Found most of my errors are syntactical... forgetting to put ADDR or OFFSET directives..etc
Works well, and also gives you time to think about changes and work-arounds.
;)
Quote from: jj2007 on March 17, 2020, 10:44:15 AM
Quote from: jimg on March 17, 2020, 05:10:37 AMIt doesn't let you show some watch variables in decimal and some in hex
deb shows variables in decimal, as hex with x:prefix, as binary with b:prefix, as $string, $Utf8$ and as $$unicode string. The xmm regs can be displayed as integers in decimal, as floats in f:decimal, and in 16-byte hex presentation (x:xmm0).
Sorry, jj, I was talking about Windbg preview. Your method looks very similar to what I used a few years ago. I incorrectly thought I could work this out by watching a few registers. I now think there is some fatal error in the design logic. My program is considering any single letter to be less than any two letter string, but most routines don't. Not really sure which is correct. Is the one byte string "2" less than the two byte string "10"? Not according to most sorters.
K_F-
That has always been my mode of operation since my first programing class in 1968. In my old age, I tend to fall asleep doing a long sequence that way, so we adapt :)
The first and last thing I programmed on paper was for a HP 11c which I still own somewhere and last time I looked at it, the original batteries were still working.
Quote from: hutch-- on March 18, 2020, 03:12:20 AM
... and last time I looked at it, the original batteries were still working.
Nahhhh.. You serious ? :dazzled:
Well, I'm not surprised... old tech is best on quality. :thumbsup:
Quote from: jimg on March 18, 2020, 02:43:31 AMMy program is considering any single letter to be less than any two letter string, but most routines don't. Not really sure which is correct.
Normal sort:
Anderson
Johnson
Lee
Ross
Smith
Wilson
Xi
Sort by string len:
Xi
Lee
Ross
Smith
Wilson
Johnson
Anderson
Source attached - I vote for the first version :angelic:
Yes, that is correct for an implied fixed width list, eg. a list of names in a table.
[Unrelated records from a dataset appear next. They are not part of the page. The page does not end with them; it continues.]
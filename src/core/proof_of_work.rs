use crate::config::GLOBAL_CONFIG;
use crate::core::Block;
use crate::error::{LedgerError, Result};
use crate::utils::sha256_digest;
use data_encoding::HEXLOWER;
use log::info;
use num_bigint::{BigInt, Sign};
use std::ops::ShlAssign;
use std::sync::atomic::{AtomicBool, Ordering};

const MAX_NONCE: i64 = i64::MAX;

/// Nonce search and re-validation against a fixed difficulty target.
///
/// The search is expensive and the check is O(1); that asymmetry is the
/// admission control for new blocks. Any mutation of committed transaction
/// data changes the Merkle root and invalidates the stored nonce.
pub struct ProofOfWork {
    merkle_root: Vec<u8>,
    prev_block_hash: Vec<u8>,
    target: BigInt,
    difficulty: u64,
}

impl ProofOfWork {
    pub fn new_proof_of_work(block: &Block) -> Result<ProofOfWork> {
        let difficulty = GLOBAL_CONFIG.get_mining_difficulty();
        let mut target = BigInt::from(1);
        target.shl_assign(256 - difficulty as usize);
        Ok(ProofOfWork {
            merkle_root: block.hash_transactions()?,
            prev_block_hash: block.get_prev_block_hash().to_vec(),
            target,
            difficulty,
        })
    }

    /// Re-check a block's stored proof: the recorded hash must equal the
    /// digest recomputed at the stored nonce, and that digest must fall
    /// strictly below the target.
    pub fn validate(block: &Block) -> Result<bool> {
        let pow = ProofOfWork::new_proof_of_work(block)?;
        let hash = sha256_digest(pow.prepare_data(block.get_nonce()).as_slice());
        if hash != block.get_hash() {
            return Ok(false);
        }
        let hash_int = BigInt::from_bytes_be(Sign::Plus, hash.as_slice());
        Ok(hash_int < pow.target)
    }

    /// Digest pre-image for a candidate nonce: Merkle root, previous block
    /// hash, big-endian nonce, big-endian difficulty.
    fn prepare_data(&self, nonce: i64) -> Vec<u8> {
        let mut data_bytes = vec![];
        data_bytes.extend(self.merkle_root.as_slice());
        data_bytes.extend(self.prev_block_hash.as_slice());
        data_bytes.extend(nonce.to_be_bytes());
        data_bytes.extend(self.difficulty.to_be_bytes());
        data_bytes
    }

    /// Search nonces from zero upward until the digest drops below the
    /// target. Blocking and unbounded in expectation; exhausting the signed
    /// 64-bit nonce space is a fatal error rather than a wrap-around.
    pub fn run(&self) -> Result<(i64, Vec<u8>)> {
        self.run_with_cancel(&AtomicBool::new(false))
    }

    /// Same search with a cancellation hook: setting the flag makes the
    /// search return a `Mining` error on its next iteration.
    pub fn run_with_cancel(&self, cancel: &AtomicBool) -> Result<(i64, Vec<u8>)> {
        info!(
            "Mining block with difficulty {} (prev: {})",
            self.difficulty,
            HEXLOWER.encode(self.prev_block_hash.as_slice())
        );

        let mut nonce: i64 = 0;
        while nonce < MAX_NONCE {
            if cancel.load(Ordering::Relaxed) {
                return Err(LedgerError::Mining("Mining cancelled".to_string()));
            }

            let hash = sha256_digest(self.prepare_data(nonce).as_slice());
            let hash_int = BigInt::from_bytes_be(Sign::Plus, hash.as_slice());
            if hash_int < self.target {
                info!("Proof found: {}", HEXLOWER.encode(hash.as_slice()));
                return Ok((nonce, hash));
            }
            nonce += 1;
        }

        Err(LedgerError::Mining(
            "Nonce space exhausted without finding a proof".to_string(),
        ))
    }

    #[cfg(test)]
    pub(crate) fn get_target(&self) -> &BigInt {
        &self.target
    }
}
// Bincode 2.x wrapper. Every persisted value and every hashed/signed byte
// string in the ledger goes through this pair, so the encoding must stay
// stable across processes.
use crate::error::{LedgerError, Result};
use serde::{Deserialize, Serialize};

/// Serialize data using bincode 2.0 with standard configuration
pub fn serialize<T: Serialize + bincode::Encode>(data: &T) -> Result<Vec<u8>> {
    let config = bincode::config::standard();
    bincode::encode_to_vec(data, config)
        .map_err(|e| LedgerError::Serialization(format!("Serialization failed: {e}")))
}

/// Deserialize data using bincode 2.0 with standard configuration
pub fn deserialize<T>(bytes: &[u8]) -> Result<T>
where
    T: for<'de> Deserialize<'de> + bincode::Decode<()>,
{
    let config = bincode::config::standard();
    let (data, _) = bincode::decode_from_slice(bytes, config)
        .map_err(|e| LedgerError::Serialization(format!("Deserialization failed: {e}")))?;
    Ok(data)
}

#[cfg(test)]
mod tests {
    use super::*;
    use serde::{Deserialize, Serialize};

    #[derive(Debug, Clone, PartialEq, Serialize, Deserialize, bincode::Encode, bincode::Decode)]
    struct TestData {
        id: u64,
        name: String,
        values: Vec<i32>,
    }

    #[test]
    fn test_serialize_deserialize() {
        let original = TestData {
            id: 42,
            name: "test".to_string(),
            values: vec![1, 2, 3, 4, 5],
        };

        let serialized = serialize(&original).expect("Serialization should work");
        let deserialized: TestData = deserialize(&serialized).expect("Deserialization should work");

        assert_eq!(original, deserialized);
    }

    #[test]
    fn test_deserialize_invalid_data() {
        let invalid_bytes = vec![0xFF, 0xFF, 0xFF, 0xFF];
        let result: Result<TestData> = deserialize(&invalid_bytes);
        assert!(result.is_err());
    }
}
For zbt words, I'm still thinking about it.
Quote from: K_F on March 17, 2020, 09:29:28 PM
I do most of my debugging on paper... working out the code before I type.
Found most of my errors are syntactical... forgetting to put ADDR or OFFSET directives..etc
Works well, and also gives you time to think about changes and work-arounds.
;)
so while you code a REAL10 Blonde walks by distracting you to write a bug,should it be called LadyBug? :)
actually write on paper yesterday,text displays where small,so print out it on paper it was easier to find bugs and write workaround with ink
today writing on paper,isnt so distracting as a computer with internet,where you want to check anything new has happened online
@AW so why is VS best and what should I learn to use it more with asm?